Appeal by the defendant from a judgment of the Supreme Court, Kings County (Marrus, J.), rendered August 20, 1991, convicting him of rape in the first degree and sexual abuse in the first degree (two counts), upon a jury verdict, and imposing sentence.

Ordered that the judgment is affirmed.

The defendant contends that the prosecution did not meaningfully respond to defense demands for discovery when it failed to disclose that its witness would testify that, upon his examination of the complainant, he concluded that her hymen was not intact. Although the prosecution’s witness testified that this conclusion was indicated in a diagram of the complainant’s vagina in his medical report, which, we note, was furnished to the defense counsel at least four months prior to trial, the defendant claims that the report was misleading and that the prosecution’s lack of advance notice as to the meaning of the doctor’s diagram violated the defendant’s right to meaningful disclosure. We disagree. Under CPL 240.20 (1) (c), upon a demand to produce by the defendant,

"the prosecutor shall disclose to the defendant and make available for inspection, photographing, copying or testing * * *

"[a]ny written report or document, or portion thereof, concerning a physical or mental examination, or scientific test or experiment, relating to the criminal action or proceeding which was made by, or at the request or direction of a public servant engaged in law enforcement activity, or which was made by a person whom the prosecutor intends to call as a witness at trial, or which the people intend to introduce at trial.” Under these facts, it cannot be said that the prosecution violated the mandate for pretrial discovery as set forth in CPL 240.20 (1) (c).

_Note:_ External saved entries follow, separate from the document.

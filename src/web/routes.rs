//! HTTP routes for the web visualization
//!
//! Provides API endpoints for map data and static file serving.

use std::sync::Arc;

use axum::{
    Json, Router,
    extract::State,
    http::{StatusCode, header},
    response::{Html, IntoResponse, Response},
    routing::get,
};
use rust_embed::RustEmbed;
use serde_json::Value;

use super::server::AppState;
use crate::report::MapSummary;

/// Embedded static assets
#[derive(RustEmbed)]
#[folder = "web-assets/"]
struct Assets;

/// Create API routes
pub fn api_routes() -> Router<Arc<AppState>> {
    Router::new()
        .route("/api/map", get(get_map))
        .route("/api/summary", get(get_summary))
        .route("/api/health", get(health_check))
}

/// Create static file routes
pub fn static_routes() -> Router<Arc<AppState>> {
    Router::new()
        .route("/", get(index_html))
        .route("/{*path}", get(static_handler))
}

/// GET /api/map - Returns the map as GeoJSON
async fn get_map(State(state): State<Arc<AppState>>) -> Json<Value> {
    Json(state.geojson.clone())
}

/// GET /api/summary - Returns aggregated map totals
async fn get_summary(State(state): State<Arc<AppState>>) -> Json<MapSummary> {
    Json(state.summary.clone())
}

/// GET /api/health - Health check endpoint
async fn health_check() -> &'static str {
    "ok"
}

/// GET / - Serve index.html
async fn index_html() -> impl IntoResponse {
    match Assets::get("index.html") {
        Some(content) => Html(content.data.into_owned()).into_response(),
        None => (StatusCode::NOT_FOUND, "index.html not found").into_response(),
    }
}

/// Static file handler for embedded assets
async fn static_handler(axum::extract::Path(path): axum::extract::Path<String>) -> Response {
    let path = path.trim_start_matches('/');

    match Assets::get(path) {
        Some(content) => {
            let mime = mime_guess::from_path(path).first_or_octet_stream();
            (
                [(header::CONTENT_TYPE, mime.as_ref().to_string())],
                content.data.into_owned(),
            )
                .into_response()
        }
        None => (StatusCode::NOT_FOUND, format!("File not found: {}", path)).into_response(),
    }
}

#[cfg(test)]
mod tests {
    use super::*;

    #[test]
    fn test_assets_embedded() {
        assert!(Assets::get("index.html").is_some());
        assert!(Assets::get("map.js").is_some());
        assert!(Assets::get("missing.txt").is_none());
    }

    #[tokio::test]
    async fn test_health_check() {
        assert_eq!(health_check().await, "ok");
    }

    #[tokio::test]
    async fn test_static_handler_sets_mime() {
        let response = static_handler(axum::extract::Path("map.js".to_string())).await;
        assert_eq!(response.status(), StatusCode::OK);
        let content_type = response.headers()[header::CONTENT_TYPE].to_str().unwrap();
        assert!(content_type.contains("javascript"));

        let missing = static_handler(axum::extract::Path("nope.css".to_string())).await;
        assert_eq!(missing.status(), StatusCode::NOT_FOUND);
    }
}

Further, the defendant contends that his conviction of rape in the first degree should be reversed because the testimony of the complainant, who was eight years old at the time of trial, was contradictory and ambiguous and did not establish that he penetrated her vagina. This contention is unpreserved for appellate review (see, CPL 470.05 [2]; People v Padro, 75 NY2d 820, 821; People v Udzinski, 146 AD2d 245). In any event, viewing the evidence adduced at the trial in the light most favorable to the prosecution (see, People v Contes, 60 NY2d 620), we find that it was legally sufficient to establish the defendant’s guilt beyond a reasonable doubt. Moreover, resolution of issues of credibility, as well as the weight to be *563accorded to the evidence presented, are primarily questions to be determined by the jury, which saw and heard the witnesses (see, People v Gaimari, 176 NY 84, 94). Its determination should be accorded great weight on appeal and should not be disturbed unless it is clearly unsupported by the record (see, People v Garafolo, 44 AD2d 86, 88). Upon the exercise of our factual review power, we are satisfied that the verdict was not against the weight of the evidence (see, CPL 470.15 [5]).

The defendant’s remaining contentions are unpreserved for appellate review and, in any event, are without merit. Mangano, P. J., Bracken, Pizzuto and Hart, JJ., concur.

People v. Powell
205 A.D.2d 561 613 N.Y.S.2d 209

Case Details

Name
People v. Powell
Decision Date
Jun 6, 1994
Citations

205 A.D.2d 561

613 N.Y.S.2d 209

Jurisdiction
New York

References

Referencing

Nothing yet... Still searching!

Referenced By

Nothing yet... Still searching!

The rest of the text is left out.